One quarter of home owners said to welcome price fall

A quarter of n home owners are now “happy to see house prices fall”, with more now expecting to benefit from weaker property values than further gains.
SuZhou Night Recruitment

A “surprising” 37 per cent of ns want lower house prices, according to a survey of 1500 ns by ME Bank, including 24 per cent who own a home and 20 per cent with an investment property.

The overall result, however, was split, with 38 per cent of people keen to see prices keep rising.

When asked why they want house prices to fall, an overwhelming 97 per cent of homeowners responded “to help address the housing affordability issue”.

The responses can be taken as a sure sign house prices have reached heights many think are unfair, according to ME Bank’s general manager of home loans Patrick Nolan.

“Traditionally ns fall into two camps when it comes to property prices: owners, who want them to rise, and non-owners, who want them to fall,” Mr Nolan said.

“But with high prices disrupting the dream of home ownership and the benefits that brings, views are changing.”

Most tellingly, according to the researchers, the survey indicates more ns would benefit from property prices falling than rising – 28 per cent indicated they’d benefit by selling if prices continued to rise, compared to 47 per cent who said they’d benefit by buying if property prices fell.

The survey, carried out this month, also shows any adjustment to prices could create shockwaves, with 43 per cent of respondents saying they were reliant on future house price gains to achieve life or financial goals – 10 per cent are completely reliant.

Younger ns appear more reliant on future house price gains, with a slim majority of Millennials (25-39 year olds) responding that they were “reliant”, compared with 30 per cent of Baby Boomers (55-74 year olds).

The bulk of those wanting house prices to continue rising are property owners, with 49 per cent of home owners and 55 per cent of investors still looking for gains.

The report comes as an increasing number of property analysts and economists call the top of the n capital city house price boom, especially UBS economists, who announced the boom is “officially over” this month.

“There is now a persistent and sharp slowdown unfolding,” economists George Tharenou and Carlos Cacho wrote to clients. The investment bank said the price falls would end 55 years of unprecedented growth that has seen home values soar by more than 6500 per cent.

A quarter of n home owners are now “happy to see house prices fall”, with more now expecting to benefit from weaker property values than further gains.
SuZhou Night Recruitment

A “surprising” 37 per cent of ns want lower house prices, according to a survey of 1500 ns by ME Bank, including 24 per cent who own a home and 20 per cent with an investment property.

The overall result, however, was split, with 38 per cent of people keen to see prices keep rising.

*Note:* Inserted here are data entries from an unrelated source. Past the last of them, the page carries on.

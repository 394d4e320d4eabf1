//! Storage layer for offline-ledger.
//!
//! This module provides durable persistence for:
//! - Mutation queue and its dead letters
//! - Offline payments
//! - Conflict log

mod database;
mod kv;
mod migrations;
mod queue_store;

pub use database::Database;
pub use kv::{KeyValueStore, MemoryKvStore, SqliteKvStore};
pub use queue_store::{keys, PersistentQueueStore};

#[cfg(test)]
pub(crate) use kv::testing;
//! Key-value durable storage providers.
//!
//! The queues only need `get(key) -> bytes?` and `set(key, bytes)`; anything
//! that can do that atomically per key can back them.

use std::collections::HashMap;
use std::sync::Mutex;

use async_trait::async_trait;
use chrono::Utc;
use rusqlite::{params, OptionalExtension};

use super::Database;
use crate::error::LedgerError;

/// Durable key-value provider.
#[async_trait]
pub trait KeyValueStore: Send + Sync {
    /// Read the blob stored under `key`.
    async fn get(&self, key: &str) -> Result<Option<Vec<u8>>, LedgerError>;

    /// Replace the blob stored under `key`.
    async fn set(&self, key: &str, value: Vec<u8>) -> Result<(), LedgerError>;

    /// Delete the blob stored under `key`, if any.
    async fn remove(&self, key: &str) -> Result<(), LedgerError>;
}

/// `SQLite`-backed store using the `kv_store` table.
#[derive(Clone)]
pub struct SqliteKvStore {
    db: Database,
}

impl SqliteKvStore {
    /// Wrap an open database.
    #[must_use]
    pub const fn new(db: Database) -> Self {
        Self { db }
    }

    async fn blocking<T, F>(&self, f: F) -> Result<T, LedgerError>
    where
        T: Send + 'static,
        F: FnOnce(&rusqlite::Connection) -> Result<T, LedgerError> + Send + 'static,
    {
        let db = self.db.clone();
        tokio::task::spawn_blocking(move || db.with_connection(f))
            .await
            .map_err(|e| LedgerError::Database(format!("Storage task failed: {e}")))?
    }
}

#[async_trait]
impl KeyValueStore for SqliteKvStore {
    async fn get(&self, key: &str) -> Result<Option<Vec<u8>>, LedgerError> {
        let key = key.to_string();
        self.blocking(move |conn| {
            conn.query_row(
                "SELECT value FROM kv_store WHERE key = ?1",
                [&key],
                |row| row.get::<_, Vec<u8>>(0),
            )
            .optional()
            .map_err(|e| LedgerError::Database(format!("Failed to read {key}: {e}")))
        })
        .await
    }

    async fn set(&self, key: &str, value: Vec<u8>) -> Result<(), LedgerError> {
        let key = key.to_string();
        self.blocking(move |conn| {
            conn.execute(
                r"INSERT INTO kv_store (key, value, updated_at) VALUES (?1, ?2, ?3)
                  ON CONFLICT(key) DO UPDATE SET value = excluded.value,
                                                 updated_at = excluded.updated_at",
                params![key, value, Utc::now().to_rfc3339()],
            )
            .map_err(|e| LedgerError::Database(format!("Failed to write {key}: {e}")))?;
            Ok(())
        })
        .await
    }

    async fn remove(&self, key: &str) -> Result<(), LedgerError> {
        let key = key.to_string();
        self.blocking(move |conn| {
            conn.execute("DELETE FROM kv_store WHERE key = ?1", [&key])
                .map_err(|e| LedgerError::Database(format!("Failed to delete {key}: {e}")))?;
            Ok(())
        })
        .await
    }
}

/// Process-local store. Survives nothing, but keeps the same contract.
#[derive(Debug, Default)]
pub struct MemoryKvStore {
    entries: Mutex<HashMap<String, Vec<u8>>>,
}

impl MemoryKvStore {
    /// Create an empty store.
    #[must_use]
    pub fn new() -> Self {
        Self::default()
    }

    fn entries(&self) -> Result<std::sync::MutexGuard<'_, HashMap<String, Vec<u8>>>, LedgerError> {
        self.entries
            .lock()
            .map_err(|_| LedgerError::Database("Memory store lock poisoned".to_string()))
    }
}

#[async_trait]
impl KeyValueStore for MemoryKvStore {
    async fn get(&self, key: &str) -> Result<Option<Vec<u8>>, LedgerError> {
        Ok(self.entries()?.get(key).cloned())
    }

    async fn set(&self, key: &str, value: Vec<u8>) -> Result<(), LedgerError> {
        self.entries()?.insert(key.to_string(), value);
        Ok(())
    }

    async fn remove(&self, key: &str) -> Result<(), LedgerError> {
        self.entries()?.remove(key);
        Ok(())
    }
}

#[cfg(test)]
pub(crate) mod testing {
    use std::sync::atomic::{AtomicBool, Ordering};

    use super::*;

    /// Memory store whose writes can be switched to fail.
    #[derive(Default)]
    pub struct FlakyStore {
        inner: MemoryKvStore,
        fail_writes: AtomicBool,
    }

    impl FlakyStore {
        pub fn set_fail_writes(&self, fail: bool) {
            self.fail_writes.store(fail, Ordering::SeqCst);
        }
    }

    #[async_trait]
    impl KeyValueStore for FlakyStore {
        async fn get(&self, key: &str) -> Result<Option<Vec<u8>>, LedgerError> {
            self.inner.get(key).await
        }

        async fn set(&self, key: &str, value: Vec<u8>) -> Result<(), LedgerError> {
            if self.fail_writes.load(Ordering::SeqCst) {
                return Err(LedgerError::Database("disk I/O error".to_string()));
            }
            self.inner.set(key, value).await
        }

        async fn remove(&self, key: &str) -> Result<(), LedgerError> {
            if self.fail_writes.load(Ordering::SeqCst) {
                return Err(LedgerError::Database("disk I/O error".to_string()));
            }
            self.inner.remove(key).await
        }
    }
}
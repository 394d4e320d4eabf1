//! Connectivity-driven sync loop.
//!
//! `SyncService` wires the mutation queue and the payment queue to one
//! connectivity source. On every offline to online transition it drains
//! both queues concurrently; while online it also ticks on a fixed interval
//! whenever work is pending. There is no ordering between the two queues.

use std::sync::Arc;
use std::time::Duration;

use serde::Serialize;
use tokio::time::MissedTickBehavior;
use tokio_util::sync::CancellationToken;
use uuid::Uuid;

use crate::config::Config;
use crate::error::LedgerError;
use crate::features::conflict::{ConflictLog, ConflictResolver, EntityKind, Resolution};
use crate::features::payments::{
    HttpPaymentGateway, OfflinePayment, PaymentAnalytics, PaymentQueueManager, PaymentStatus,
    SyncReport,
};
use crate::features::sync::{DrainReport, HttpDispatcher, MutationQueueManager, QueueItem, QueueStatus};
use crate::network::ConnectivityProvider;
use crate::remote::RemoteClient;
use crate::storage::KeyValueStore;

/// Outcome of one combined sync pass.
#[derive(Debug, Clone, Default, PartialEq, Eq, Serialize)]
pub struct SyncPass {
    pub mutations: DrainReport,
    pub payments: SyncReport,
}

/// What a manual conflict decision did.
#[derive(Debug, Clone, PartialEq, Serialize)]
#[serde(tag = "entity", content = "record", rename_all = "snake_case")]
pub enum ConflictOutcome {
    /// Requeued mutation, or `None` if the item was dropped.
    Mutation(Option<QueueItem>),
    /// Updated payment, or `None` if no payment was waiting on the conflict.
    Payment(Option<OfflinePayment>),
}

/// Combined status for dashboards.
#[derive(Debug, Clone, Serialize)]
pub struct LedgerStatus {
    pub queue: QueueStatus,
    pub payments: PaymentAnalytics,
    pub pending_conflicts: usize,
}

/// Owns both queues and keeps them in step with connectivity.
pub struct SyncService {
    connectivity: Arc<dyn ConnectivityProvider>,
    queue: Arc<MutationQueueManager>,
    payments: Arc<PaymentQueueManager>,
    conflicts: Arc<ConflictLog>,
    interval: Duration,
}

impl SyncService {
    #[must_use]
    pub fn new(
        connectivity: Arc<dyn ConnectivityProvider>,
        queue: Arc<MutationQueueManager>,
        payments: Arc<PaymentQueueManager>,
        conflicts: Arc<ConflictLog>,
        interval: Duration,
    ) -> Self {
        Self {
            connectivity,
            queue,
            payments,
            conflicts,
            interval,
        }
    }

    /// Build the HTTP-backed managers described by `config`.
    ///
    /// # Errors
    ///
    /// Returns an error if the HTTP client cannot be built or stored
    /// queues cannot be loaded.
    pub async fn open(
        config: &Config,
        kv: Arc<dyn KeyValueStore>,
        connectivity: Arc<dyn ConnectivityProvider>,
    ) -> Result<Self, LedgerError> {
        let client = RemoteClient::new(&config.remote)?;
        let resolver = ConflictResolver::new(config.conflicts.policy);
        let conflicts = Arc::new(ConflictLog::open(Arc::clone(&kv)).await?);

        let queue = MutationQueueManager::open(
            Arc::clone(&kv),
            Arc::clone(&connectivity),
            Arc::new(HttpDispatcher::new(client.clone())),
            Arc::clone(&conflicts),
            resolver,
            &config.queue,
        )
        .await?;
        let payments = PaymentQueueManager::open(
            kv,
            Arc::clone(&connectivity),
            Arc::new(HttpPaymentGateway::new(client)),
            Arc::clone(&conflicts),
            resolver,
            &config.payments,
        )
        .await?;

        Ok(Self::new(
            connectivity,
            Arc::new(queue),
            Arc::new(payments),
            conflicts,
            config.queue.sync_interval(),
        ))
    }

    #[must_use]
    pub fn queue(&self) -> &MutationQueueManager {
        &self.queue
    }

    #[must_use]
    pub fn payments(&self) -> &PaymentQueueManager {
        &self.payments
    }

    #[must_use]
    pub fn conflicts(&self) -> &ConflictLog {
        &self.conflicts
    }

    /// Drain the mutation queue and sync payments concurrently.
    pub async fn sync_now(&self) -> SyncPass {
        let (mutations, payments) = tokio::join!(self.queue.drain(), self.payments.sync_all());
        SyncPass {
            mutations,
            payments,
        }
    }

    /// Run until `shutdown` is cancelled.
    pub async fn run(&self, shutdown: CancellationToken) {
        let mut online = self.connectivity.subscribe();
        let mut was_online = *online.borrow_and_update();

        let mut ticker = tokio::time::interval(self.interval.max(Duration::from_secs(1)));
        ticker.set_missed_tick_behavior(MissedTickBehavior::Delay);
        // The first tick completes immediately
        ticker.tick().await;

        tracing::info!(online = was_online, interval = ?self.interval, "sync service started");
        if was_online {
            self.sync_now().await;
        }

        loop {
            tokio::select! {
                biased;
                () = shutdown.cancelled() => break,
                changed = online.changed() => {
                    if changed.is_err() {
                        break;
                    }
                    let now_online = *online.borrow_and_update();
                    if now_online && !was_online {
                        tracing::info!("back online, syncing queues");
                        self.sync_now().await;
                    }
                    was_online = now_online;
                }
                _ = ticker.tick() => {
                    if self.connectivity.is_online() && self.has_pending_work().await {
                        tracing::debug!("periodic sync");
                        self.sync_now().await;
                    }
                }
            }
        }
        tracing::info!("sync service stopped");
    }

    /// Apply a manual conflict decision to whichever queue holds the record.
    ///
    /// # Errors
    ///
    /// Returns `NotFound` for an unknown conflict and the manager's error
    /// if the decision cannot be applied.
    pub async fn resolve_conflict(
        &self,
        conflict_id: Uuid,
        decision: Resolution,
    ) -> Result<ConflictOutcome, LedgerError> {
        let conflict = self
            .conflicts
            .get(conflict_id)
            .await
            .ok_or_else(|| LedgerError::NotFound(format!("conflict {conflict_id}")))?;

        match conflict.subject.entity {
            EntityKind::Payment => self
                .payments
                .resolve_conflict(conflict_id, decision)
                .await
                .map(ConflictOutcome::Payment),
            EntityKind::Transaction | EntityKind::Invoice => self
                .queue
                .resolve_conflict(conflict_id, decision)
                .await
                .map(ConflictOutcome::Mutation),
        }
    }

    /// Snapshot of both queues and the conflict log.
    pub async fn status(&self) -> LedgerStatus {
        LedgerStatus {
            queue: self.queue.get_status().await,
            payments: self.payments.analytics().await,
            pending_conflicts: self.conflicts.pending_manual().await.len(),
        }
    }

    async fn has_pending_work(&self) -> bool {
        if self.queue.get_status().await.queue_length > 0 {
            return true;
        }
        self.payments
            .list(None)
            .await
            .iter()
            .any(|p| !p.status.is_terminal() && p.status != PaymentStatus::Failed)
    }
}
//! Configuration management for offline-ledger.
//!
//! Paths under `~/.offline-ledger/` and the YAML settings loaded from there.

mod paths;
mod settings;

pub use paths::{Paths, HOME_ENV};
pub use settings::{
    Config, ConflictConfig, LoggingConfig, PaymentConfig, QueueConfig, RemoteConfig,
};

When asked why they want house prices to fall, an overwhelming 97 per cent of homeowners responded “to help address the housing affordability issue”.

The responses can be taken as a sure sign house prices have reached heights many think are unfair, according to ME Bank’s general manager of home loans Patrick Nolan.

“Traditionally ns fall into two camps when it comes to property prices: owners, who want them to rise, and non-owners, who want them to fall,” Mr Nolan said.

“But with high prices disrupting the dream of home ownership and the benefits that brings, views are changing.”

Most tellingly, according to the researchers, the survey indicates more ns would benefit from property prices falling than rising – 28 per cent indicated they’d benefit by selling if prices continued to rise, compared to 47 per cent who said they’d benefit by buying if property prices fell.

The survey, carried out this month, also shows any adjustment to prices could create shockwaves, with 43 per cent of respondents saying they were reliant on future house price gains to achieve life or financial goals – 10 per cent are completely reliant.

Younger ns appear more reliant on future house price gains, with a slim majority of Millennials (25-39 year olds) responding that they were “reliant”, compared with 30 per cent of Baby Boomers (55-74 year olds).

The bulk of those wanting house prices to continue rising are property owners, with 49 per cent of home owners and 55 per cent of investors still looking for gains.

The report comes as an increasing number of property analysts and economists call the top of the n capital city house price boom, especially UBS economists, who announced the boom is “officially over” this month.

“There is now a persistent and sharp slowdown unfolding,” economists George Tharenou and Carlos Cacho wrote to clients. The investment bank said the price falls would end 55 years of unprecedented growth that has seen home values soar by more than 6500 per cent.